___ Records supplied ___

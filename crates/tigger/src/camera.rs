//! # Camera — Look-At Eye with Fly Controls
//!
//! The camera is an eye point, a look-at target, and an up vector. It can be
//! driven three ways, all from the scene update:
//!
//! - **Fly controls** ([`Camera::control`] + [`Camera::advance`]): move along
//!   the gaze and yaw the target around the eye.
//! - **Heli-cam** ([`Camera::follow`]): snap behind and above the player,
//!   looking along the player's heading.
//! - **Shake** ([`CameraShake`]): a short jitter layered on top of the eye and
//!   target when rendering. It never moves the camera itself.
//!
//! ## View Basis
//!
//! ```text
//!   forward = normalize(eye − look_at)       (points *out* of the screen)
//!   right   = normalize(up × forward)
//!   true_up = forward × right
//!
//!   view = basis-change(right, true_up, forward) · translate(−eye)
//! ```
//!
//! When the eye coincides with the target, the last good gaze direction is
//! used instead; when the gaze is parallel to `up`, `right` falls back to +X.
//! The view matrix therefore never contains NaN.
//!
//! ## Comparison
//!
//! - **glam**: `Mat4::look_at_rh` builds the same matrix but assumes a valid
//!   basis.
//! - **three.js**: `Camera.lookAt` stores a quaternion instead of a target.

use crate::config::CameraConfig;
use crate::input::Controls;
use crate::math::{normalize_or, Mat4, Quat, Vec3, Vec4};

/// Gaze-direction speed for the fly controls, world units per second.
pub const FLY_SPEED: f32 = 2.0;
/// Yaw rate for the fly controls, radians per second.
pub const TURN_RATE: f32 = 2.0;
/// Height of the heli-cam above the player.
pub const HELI_CAM_HEIGHT: f32 = 1.5;
/// Sideways amplitude of the shake, world units per radian of `sin(dt)`.
pub const SHAKE_AMPLITUDE: f32 = 5.0;

// ── CameraShake ─────────────────────────────────────────────────────────

/// A time-boxed horizontal jitter.
///
/// Counts down in frames. While active, the offset flips sign every frame
/// (even frames push right, odd frames push left).
#[derive(Debug, Clone, Copy, Default, PartialEq)]
pub struct CameraShake {
    remaining_frames: u32,
    offset: Vec3,
}

impl CameraShake {
    /// Begin shaking for `frames` frames, replacing any shake in progress.
    pub fn start(&mut self, frames: u32) {
        self.remaining_frames = frames;
    }

    /// Advance the countdown by one frame.
    pub fn tick(&mut self) {
        self.remaining_frames = self.remaining_frames.saturating_sub(1);
        if self.remaining_frames == 0 {
            self.offset = Vec3::ZERO;
        }
    }

    /// Recompute this frame's offset.
    pub fn apply(&mut self, dt: f32) {
        if self.remaining_frames == 0 {
            self.offset = Vec3::ZERO;
            return;
        }
        let sign = if self.remaining_frames % 2 == 0 { 1.0 } else { -1.0 };
        self.offset = Vec3::X * (dt.sin() * SHAKE_AMPLITUDE * sign);
    }

    pub fn is_active(&self) -> bool {
        self.remaining_frames > 0
    }

    pub fn remaining_frames(&self) -> u32 {
        self.remaining_frames
    }

    pub fn offset(&self) -> Vec3 {
        self.offset
    }
}

// ── Camera ──────────────────────────────────────────────────────────────

#[derive(Debug, Clone, PartialEq)]
pub struct Camera {
    eye: Vec3,
    look_at: Vec3,
    up: Vec3,
    /// Vertical field of view, radians.
    fov: f32,
    aspect: f32,
    near: f32,
    far: f32,
    velocity: Vec3,
    /// Yaw rate of the target around the eye, radians per second.
    angular_velocity: f32,
    /// Last non-degenerate unit vector from eye to target.
    last_gaze: Vec3,
    shake: CameraShake,
}

impl Default for Camera {
    fn default() -> Self {
        Self::new(&CameraConfig::default())
    }
}

impl Camera {
    pub fn new(config: &CameraConfig) -> Self {
        let mut camera = Self {
            eye: config.eye,
            look_at: config.look_at,
            up: Vec3::Y,
            fov: config.fov_degrees.to_radians(),
            aspect: 1.0,
            near: config.near,
            far: config.far,
            velocity: Vec3::ZERO,
            angular_velocity: 0.0,
            last_gaze: Vec3::NEG_Z,
            shake: CameraShake::default(),
        };
        camera.remember_gaze();
        camera
    }

    /// Eye position including any active shake.
    pub fn eye(&self) -> Vec3 {
        self.eye + self.shake.offset()
    }

    /// Target position including any active shake.
    pub fn look_at(&self) -> Vec3 {
        self.look_at + self.shake.offset()
    }

    pub fn set_aspect(&mut self, width: u32, height: u32) {
        if width > 0 && height > 0 {
            self.aspect = width as f32 / height as f32;
        }
    }

    pub fn velocity(&self) -> Vec3 {
        self.velocity
    }

    pub fn angular_velocity(&self) -> f32 {
        self.angular_velocity
    }

    pub fn shake(&self) -> &CameraShake {
        &self.shake
    }

    pub fn shake_mut(&mut self) -> &mut CameraShake {
        &mut self.shake
    }

    /// Unit vector from eye toward the target.
    pub fn ahead(&self) -> Vec3 {
        normalize_or(self.look_at - self.eye, self.last_gaze)
    }

    /// Distance from eye to target.
    pub fn distance(&self) -> f32 {
        (self.look_at - self.eye).length()
    }

    /// Map this frame's controls to velocities.
    ///
    /// Forward/back take priority over turning. With no relevant key held the
    /// camera stops.
    pub fn control(&mut self, controls: &Controls) {
        let ahead = self.ahead();
        (self.velocity, self.angular_velocity) = if controls.camera_forward {
            (ahead * FLY_SPEED, 0.0)
        } else if controls.camera_back {
            (ahead * -FLY_SPEED, 0.0)
        } else if controls.camera_right {
            (Vec3::ZERO, TURN_RATE)
        } else if controls.camera_left {
            (Vec3::ZERO, -TURN_RATE)
        } else {
            (Vec3::ZERO, 0.0)
        };
    }

    /// Translate eye and target by the velocity, then yaw the target around
    /// the eye, keeping their distance.
    ///
    /// A positive angular velocity turns the gaze toward `ahead × up`.
    pub fn advance(&mut self, dt: f32) {
        let step = self.velocity * dt;
        self.eye += step;
        self.look_at += step;

        let gaze = self.look_at - self.eye;
        let axis = normalize_or(self.up, Vec3::Y);
        if self.angular_velocity != 0.0 && gaze.length_squared() > 0.0 {
            let turned = Quat::from_axis_angle(axis, -self.angular_velocity * dt) * gaze;
            self.look_at = self.eye + turned;
        }
        self.remember_gaze();
    }

    /// Heli-cam: hover behind and above `position`, looking along `heading`,
    /// at the current eye-to-target distance.
    pub fn follow(&mut self, position: Vec3, heading: Vec3) {
        let distance = self.distance();
        let distance = if distance > 1e-4 { distance } else { 1.0 };
        self.eye = position - heading + Vec3::Y * HELI_CAM_HEIGHT;
        self.look_at = self.eye + heading * distance;
        self.remember_gaze();
    }

    /// World → view, built from the shaken eye and target.
    pub fn view_matrix(&self) -> Mat4 {
        let eye = self.eye();
        let forward = normalize_or(eye - self.look_at(), -self.last_gaze);
        let right = normalize_or(self.up.cross(forward), Vec3::X);
        let true_up = forward.cross(right);

        Mat4::from_cols(
            Vec4::new(right.x, true_up.x, forward.x, 0.0),
            Vec4::new(right.y, true_up.y, forward.y, 0.0),
            Vec4::new(right.z, true_up.z, forward.z, 0.0),
            Vec4::new(-right.dot(eye), -true_up.dot(eye), -forward.dot(eye), 1.0),
        )
    }

    /// View → clip, with wgpu's [0, 1] depth range.
    pub fn projection_matrix(&self) -> Mat4 {
        Mat4::perspective_rh(self.fov, self.aspect, self.near, self.far)
    }

    pub fn view_projection(&self) -> Mat4 {
        self.projection_matrix() * self.view_matrix()
    }

    fn remember_gaze(&mut self) {
        self.last_gaze = normalize_or(self.look_at - self.eye, self.last_gaze);
    }
}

___

** Your objective **
Please repeat each entry exactly as written.

** Response area **
filename crates/tigger/src/camera.rs
//! # Camera — Look-At Eye with Fly Controls
//!
//! The camera is an eye point, a look-at target, and an up vector. It can be
//! driven three ways, all from the scene update:
//!
//! - **Fly controls** ([`Camera::control`] + [`Camera::advance`]): move along
//!   the gaze and yaw the target around the eye.
//! - **Heli-cam** ([`Camera::follow`]): snap behind and above the player,
//!   looking along the player's heading.
//! - **Shake** ([`CameraShake`]): a short jitter layered on top of the eye and
//!   target when rendering. It never moves the camera itself.
//!
//! ## View Basis
//!
//! ```text
//!   forward = normalize(eye − look_at)       (points *out* of the screen)
//!   right   = normalize(up × forward)
//!   true_up = forward × right
//!
//!   view = basis-change(right, true_up, forward) · translate(−eye)
//! ```
//!
//! When the eye coincides with the target, the last good gaze direction is
//! used instead; when the gaze is parallel to `up`, `right` falls back to +X.
//! The view matrix therefore never contains NaN.
//!
//! ## Comparison
//!
//! - **glam**: `Mat4::look_at_rh` builds the same matrix but assumes a valid
//!   basis.
//! - **three.js**: `Camera.lookAt` stores a quaternion instead of a target.

use crate::config::CameraConfig;
use crate::input::Controls;
use crate::math::{normalize_or, Mat4, Quat, Vec3, Vec4};

/// Gaze-direction speed for the fly controls, world units per second.
pub const FLY_SPEED: f32 = 2.0;
/// Yaw rate for the fly controls, radians per second.
pub const TURN_RATE: f32 = 2.0;
/// Height of the heli-cam above the player.
pub const HELI_CAM_HEIGHT: f32 = 1.5;
/// Sideways amplitude of the shake, world units per radian of `sin(dt)`.
pub const SHAKE_AMPLITUDE: f32 = 5.0;

// ── CameraShake ─────────────────────────────────────────────────────────

/// A time-boxed horizontal jitter.
///
/// Counts down in frames. While active, the offset flips sign every frame
/// (even frames push right, odd frames push left).
#[derive(Debug, Clone, Copy, Default, PartialEq)]
pub struct CameraShake {
    remaining_frames: u32,
    offset: Vec3,
}

impl CameraShake {
    /// Begin shaking for `frames` frames, replacing any shake in progress.
    pub fn start(&mut self, frames: u32) {
        self.remaining_frames = frames;
    }

    /// Advance the countdown by one frame.
    pub fn tick(&mut self) {
        self.remaining_frames = self.remaining_frames.saturating_sub(1);
        if self.remaining_frames == 0 {
            self.offset = Vec3::ZERO;
        }
    }

    /// Recompute this frame's offset.
    pub fn apply(&mut self, dt: f32) {
        if self.remaining_frames == 0 {
            self.offset = Vec3::ZERO;
            return;
        }
        let sign = if self.remaining_frames % 2 == 0 { 1.0 } else { -1.0 };
        self.offset = Vec3::X * (dt.sin() * SHAKE_AMPLITUDE * sign);
    }

    pub fn is_active(&self) -> bool {
        self.remaining_frames > 0
    }

    pub fn remaining_frames(&self) -> u32 {
        self.remaining_frames
    }

    pub fn offset(&self) -> Vec3 {
        self.offset
    }
}

// ── Camera ──────────────────────────────────────────────────────────────

#[derive(Debug, Clone, PartialEq)]
pub struct Camera {
    eye: Vec3,
    look_at: Vec3,
    up: Vec3,
    /// Vertical field of view, radians.
    fov: f32,
    aspect: f32,
    near: f32,
    far: f32,
    velocity: Vec3,
    /// Yaw rate of the target around the eye, radians per second.
    angular_velocity: f32,
    /// Last non-degenerate unit vector from eye to target.
    last_gaze: Vec3,
    shake: CameraShake,
}

impl Default for Camera {
    fn default() -> Self {
        Self::new(&CameraConfig::default())
    }
}

impl Camera {
    pub fn new(config: &CameraConfig) -> Self {
        let mut camera = Self {
            eye: config.eye,
            look_at: config.look_at,
            up: Vec3::Y,
            fov: config.fov_degrees.to_radians(),
            aspect: 1.0,
            near: config.near,
            far: config.far,
            velocity: Vec3::ZERO,
            angular_velocity: 0.0,
            last_gaze: Vec3::NEG_Z,
            shake: CameraShake::default(),
        };
        camera.remember_gaze();
        camera
    }

    /// Eye position including any active shake.
    pub fn eye(&self) -> Vec3 {
        self.eye + self.shake.offset()
    }

    /// Target position including any active shake.
    pub fn look_at(&self) -> Vec3 {
        self.look_at + self.shake.offset()
    }

    pub fn set_aspect(&mut self, width: u32, height: u32) {
        if width > 0 && height > 0 {
            self.aspect = width as f32 / height as f32;
        }
    }

    pub fn velocity(&self) -> Vec3 {
        self.velocity
    }

    pub fn angular_velocity(&self) -> f32 {
        self.angular_velocity
    }

    pub fn shake(&self) -> &CameraShake {
        &self.shake
    }

    pub fn shake_mut(&mut self) -> &mut CameraShake {
        &mut self.shake
    }

    /// Unit vector from eye toward the target.
    pub fn ahead(&self) -> Vec3 {
        normalize_or(self.look_at - self.eye, self.last_gaze)
    }

    /// Distance from eye to target.
    pub fn distance(&self) -> f32 {
        (self.look_at - self.eye).length()
    }

    /// Map this frame's controls to velocities.
    ///
    /// Forward/back take priority over turning. With no relevant key held the
    /// camera stops.
    pub fn control(&mut self, controls: &Controls) {
        let ahead = self.ahead();
        (self.velocity, self.angular_velocity) = if controls.camera_forward {
            (ahead * FLY_SPEED, 0.0)
        } else if controls.camera_back {
            (ahead * -FLY_SPEED, 0.0)
        } else if controls.camera_right {
            (Vec3::ZERO, TURN_RATE)
        } else if controls.camera_left {
            (Vec3::ZERO, -TURN_RATE)
        } else {
            (Vec3::ZERO, 0.0)
        };
    }

    /// Translate eye and target by the velocity, then yaw the target around
    /// the eye, keeping their distance.
    ///
    /// A positive angular velocity turns the gaze toward `ahead × up`.
    pub fn advance(&mut self, dt: f32) {
        let step = self.velocity * dt;
        self.eye += step;
        self.look_at += step;

        let gaze = self.look_at - self.eye;
        let axis = normalize_or(self.up, Vec3::Y);
        if self.angular_velocity != 0.0 && gaze.length_squared() > 0.0 {
            let turned = Quat::from_axis_angle(axis, -self.angular_velocity * dt) * gaze;
            self.look_at = self.eye + turned;
        }
        self.remember_gaze();
    }

    /// Heli-cam: hover behind and above `position`, looking along `heading`,
    /// at the current eye-to-target distance.
    pub fn follow(&mut self, position: Vec3, heading: Vec3) {
        let distance = self.distance();
        let distance = if distance > 1e-4 { distance } else { 1.0 };
        self.eye = position - heading + Vec3::Y * HELI_CAM_HEIGHT;
        self.look_at = self.eye + heading * distance;
        self.remember_gaze();
    }

    /// World → view, built from the shaken eye and target.
    pub fn view_matrix(&self) -> Mat4 {
        let eye = self.eye();
        let forward = normalize_or(eye - self.look_at(), -self.last_gaze);
        let right = normalize_or(self.up.cross(forward), Vec3::X);
        let true_up = forward.cross(right);

        Mat4::from_cols(
            Vec4::new(right.x, true_up.x, forward.x, 0.0),
            Vec4::new(right.y, true_up.y, forward.y, 0.0),
            Vec4::new(right.z, true_up.z, forward.z, 0.0),
            Vec4::new(-right.dot(eye), -true_up.dot(eye), -forward.dot(eye), 1.0),
        )
    }

    /// View → clip, with wgpu's [0, 1] depth range.
    pub fn projection_matrix(&self) -> Mat4 {
        Mat4::perspective_rh(self.fov, self.aspect, self.near, self.far)
    }

    pub fn view_projection(&self) -> Mat4 {
        self.projection_matrix() * self.view_matrix()
    }

    fn remember_gaze(&mut self) {
        self.last_gaze = normalize_or(self.look_at - self.eye, self.last_gaze);
    }
}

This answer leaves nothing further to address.